Sunday, February 3, 2013

Work-flow Diagram for Data Centre Relocation

I wrote here about the work-flow for planning and executing the move of a group of one or more servers from one data centre to another. Here's the picture:

Work-flow for a Data Centre Relocation

I've relocated a couple of data centres, and I've just started working on another. The last one moved over 600 servers, about half physical and half virtual. We moved over five months, counting from when the first production workload went live in the new data centre. Our team consisted of five PMs working directly with the server, network and storage admins, and application support teams.

[Update: Check out the visual representation of this post here.]

We knew we had a lot of work to do in a short time, and we were working in a diverse and dynamic environment that was changing as we tried to move it. We needed a flexible and efficient way to move the data centre. One thing that really helped was a work-flow for the PMs to work with the various technical and user teams that allowed teams to focus on doing what they needed to do.

Early in the project we collected all the inventory information we could to build up a list of all the servers, whether they were physical or virtual, make and model, O/S, etc., and put it in the Master Device List (MDL). We then did a high-level breakdown into work packets or affinity groups in consultation with the application support folks. These works packets were what was doled out to the individual PMs.

Each PM then began the detailed planning process for the work packet. Starting from a template, the PM began building the relocation plan, which was simply a spreadsheet with a few tabs:
  • One tab was the plan itself, a minute-by-minute description of the tasks that had to be done, and who was responsible for doing them, over the course of the time immediately around the time of the relocation. Many also included the prerequisite tasks in the days preceding the relocation
  • Another tab was the list of servers, and the method by which they would be moved. We had a number of possible move methods, but basically they boiled down to virtual-to-virtual -- copying a virtual machine across the network, lift and shift -- physically moving a server, and leap frog -- copying the image from a physical server across the network to another, identical physical server
  • The third tab was a list of contact information for everyone mentioned in the plan, along with the approvers for the hand-over to production, escalation points, and any other key stakeholders
At this point many PMs also nailed down a tentative relocation date and time for the work packet and put it in the relocation calendar, a shared calendar in Exchange. The relocation calendar was the official source of truth for the timing of relocations. Some PMs preferred to wait until they had more information. My personal preference is to nail down the date early, as you have more choice about when to move.

The PM then got the various admins to gather or confirm the key information for the server build sheet and the server IP list.

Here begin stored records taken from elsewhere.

//! Domain layer: provider-agnostic subscription billing model.

pub mod foundation;
pub mod gateway;
pub mod plan;
pub mod subscription;

pub use gateway::Gateway;
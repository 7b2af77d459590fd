//! Identity obfuscation configuration.

use secrecy::{ExposeSecret, SecretString};
use serde::Deserialize;

use super::error::ValidationError;

/// Settings for the obfuscated account token codec.
#[derive(Debug, Clone, Deserialize)]
pub struct IdentityConfig {
    /// Salt keying the token HMAC. Changing it invalidates every token
    /// already handed to providers.
    pub account_token_salt: SecretString,
}

impl IdentityConfig {
    pub fn validate(&self) -> Result<(), ValidationError> {
        let salt = self.account_token_salt.expose_secret();
        if salt.is_empty() {
            return Err(ValidationError::MissingRequired(
                "IDENTITY__ACCOUNT_TOKEN_SALT",
            ));
        }
        if salt.len() < 16 {
            return Err(ValidationError::SaltTooShort);
        }
        Ok(())
    }
}
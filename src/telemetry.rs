//! Tracing setup for binaries and integration harnesses embedding the core.

use tracing_subscriber::layer::SubscriberExt;
use tracing_subscriber::util::SubscriberInitExt;
use tracing_subscriber::EnvFilter;

/// Installs the global tracing subscriber.
///
/// The filter comes from `RUST_LOG`, falling back to the given default.
/// With `json` set, events are emitted as one JSON object per line for
/// log shippers; otherwise the human-readable format is used.
pub fn init(default_filter: &str, json: bool) {
    let filter = EnvFilter::try_from_default_env()
        .unwrap_or_else(|_| EnvFilter::new(default_filter));

    let registry = tracing_subscriber::registry().with(filter);
    if json {
        registry.with(tracing_subscriber::fmt::layer().json()).init();
    } else {
        registry.with(tracing_subscriber::fmt::layer()).init();
    }
}
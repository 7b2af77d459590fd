//! Error types for the domain layer.

use std::collections::HashMap;
use std::error::Error;
use std::fmt;
use thiserror::Error;

/// Errors that occur during value object construction.
#[derive(Debug, Clone, Error)]
pub enum ValidationError {
    #[error("Field '{field}' cannot be empty")]
    EmptyField { field: String },

    #[error("Field '{field}' must be between {min} and {max}, got {actual}")]
    OutOfRange {
        field: String,
        min: i64,
        max: i64,
        actual: i64,
    },

    #[error("Field '{field}' has invalid format: {reason}")]
    InvalidFormat { field: String, reason: String },
}

impl ValidationError {
    /// Creates an empty field validation error.
    pub fn empty_field(field: impl Into<String>) -> Self {
        ValidationError::EmptyField {
            field: field.into(),
        }
    }

    /// Creates an out of range validation error.
    pub fn out_of_range(field: impl Into<String>, min: i64, max: i64, actual: i64) -> Self {
        ValidationError::OutOfRange {
            field: field.into(),
            min,
            max,
            actual,
        }
    }

    /// Creates an invalid format validation error.
    pub fn invalid_format(field: impl Into<String>, reason: impl Into<String>) -> Self {
        ValidationError::InvalidFormat {
            field: field.into(),
            reason: reason.into(),
        }
    }
}

/// Error codes organized by category.
#[derive(Debug, Clone, Copy, PartialEq, Eq, Hash)]
pub enum ErrorCode {
    // Validation errors
    ValidationFailed,
    EmptyField,
    OutOfRange,
    InvalidFormat,

    // Not found errors
    PlanNotFound,
    SubscriptionNotFound,

    // Subscription state errors
    SubscriptionInactive,
    DuplicateSubscription,
    QuotaExceeded,

    // Gateway errors
    ProviderError,
    UnsupportedOperation,
    AuthenticationFailed,

    // Infrastructure errors
    DatabaseError,
    ConflictingUpdate,
    InternalError,
}

impl fmt::Display for ErrorCode {
    fn fmt(&self, f: &mut fmt::Formatter<'_>) -> fmt::Result {
        let s = match self {
            ErrorCode::ValidationFailed => "VALIDATION_FAILED",
            ErrorCode::EmptyField => "EMPTY_FIELD",
            ErrorCode::OutOfRange => "OUT_OF_RANGE",
            ErrorCode::InvalidFormat => "INVALID_FORMAT",
            ErrorCode::PlanNotFound => "PLAN_NOT_FOUND",
            ErrorCode::SubscriptionNotFound => "SUBSCRIPTION_NOT_FOUND",
            ErrorCode::SubscriptionInactive => "SUBSCRIPTION_INACTIVE",
            ErrorCode::DuplicateSubscription => "DUPLICATE_SUBSCRIPTION",
            ErrorCode::QuotaExceeded => "QUOTA_EXCEEDED",
            ErrorCode::ProviderError => "PROVIDER_ERROR",
            ErrorCode::UnsupportedOperation => "UNSUPPORTED_OPERATION",
            ErrorCode::AuthenticationFailed => "AUTHENTICATION_FAILED",
            ErrorCode::DatabaseError => "DATABASE_ERROR",
            ErrorCode::ConflictingUpdate => "CONFLICTING_UPDATE",
            ErrorCode::InternalError => "INTERNAL_ERROR",
        };
        write!(f, "{}", s)
    }
}

/// Standard domain error with code, message, and optional details.
#[derive(Debug, Clone)]
pub struct DomainError {
    pub code: ErrorCode,
    pub message: String,
    pub details: HashMap<String, String>,
}

impl DomainError {
    /// Creates a new domain error.
    pub fn new(code: ErrorCode, message: impl Into<String>) -> Self {
        Self {
            code,
            message: message.into(),
            details: HashMap::new(),
        }
    }

    /// Creates a validation error for a specific field.
    pub fn validation(field: impl Into<String>, message: impl Into<String>) -> Self {
        Self {
            code: ErrorCode::ValidationFailed,
            message: message.into(),
            details: HashMap::new(),
        }
        .with_detail("field", field.into())
    }

    /// Creates a quota exceeded error for a feature.
    pub fn quota_exceeded(feature: impl Into<String>) -> Self {
        let feature = feature.into();
        Self::new(
            ErrorCode::QuotaExceeded,
            format!("Feature limit exceeded for {}", feature),
        )
        .with_detail("feature", feature)
    }

    /// Adds a detail to the error.
    pub fn with_detail(mut self, key: impl Into<String>, value: impl Into<String>) -> Self {
        self.details.insert(key.into(), value.into());
        self
    }

    /// The human-readable message.
    pub fn message(&self) -> &str {
        &self.message
    }
}

impl fmt::Display for DomainError {
    fn fmt(&self, f: &mut fmt::Formatter<'_>) -> fmt::Result {
        write!(f, "[{}] {}", self.code, self.message)
    }
}

impl Error for DomainError {}

impl From<ValidationError> for DomainError {
    fn from(err: ValidationError) -> Self {
        let code = match &err {
            ValidationError::EmptyField { .. } => ErrorCode::EmptyField,
            ValidationError::OutOfRange { .. } => ErrorCode::OutOfRange,
            ValidationError::InvalidFormat { .. } => ErrorCode::InvalidFormat,
        };
        DomainError::new(code, err.to_string())
    }
}

#[cfg(test)]
mod tests {
    use super::*;

    #[test]
    fn validation_error_empty_field_displays_correctly() {
        let err = ValidationError::empty_field("slug");
        assert_eq!(format!("{}", err), "Field 'slug' cannot be empty");
    }

    #[test]
    fn validation_error_out_of_range_displays_correctly() {
        let err = ValidationError::out_of_range("interval_count", 1, 365, 0);
        assert_eq!(
            format!("{}", err),
            "Field 'interval_count' must be between 1 and 365, got 0"
        );
    }

    #[test]
    fn domain_error_displays_code_and_message() {
        let err = DomainError::new(ErrorCode::PlanNotFound, "Plan not found");
        assert_eq!(format!("{}", err), "[PLAN_NOT_FOUND] Plan not found");
    }

    #[test]
    fn domain_error_with_detail_adds_detail() {
        let err = DomainError::new(ErrorCode::ProviderError, "Gateway call failed")
            .with_detail("gateway", "paypal")
            .with_detail("status", "500");

        assert_eq!(err.details.get("gateway"), Some(&"paypal".to_string()));
        assert_eq!(err.details.get("status"), Some(&"500".to_string()));
    }

    #[test]
    fn quota_exceeded_carries_feature_detail() {
        let err = DomainError::quota_exceeded("api-calls");
        assert_eq!(err.code, ErrorCode::QuotaExceeded);
        assert_eq!(err.details.get("feature"), Some(&"api-calls".to_string()));
    }

    #[test]
    fn validation_error_converts_to_domain_error() {
        let err: DomainError = ValidationError::empty_field("slug").into();
        assert_eq!(err.code, ErrorCode::EmptyField);
    }
}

The server build sheet contained all the information needed to build the new server in the new data centre. For a virtual machine, this was basically the number and size of mounted storage volumes including the server image itself. This information was key for planning the timing of the relocation, and in the case of VMs with extra attached storage volumes, made sure that everything got moved.

For physical servers the build sheet had everything needed for a VM, plus all the typical physical server information needed by the Facilities team to assign an available rack location and to rack and connect the server in the new data centre.

The server IP list simply listed all the current IPs used by the server, and their purpose. Most of our servers had one connection each to two separate redundant networks for normal data traffic, along with another connection to the backup network, and finally a fourth connection to the out-of-band management network ("lights-out operation" card on the server). Some servers had more, e.g. for connections to a DMZ or ganging two connections to provide more throughput.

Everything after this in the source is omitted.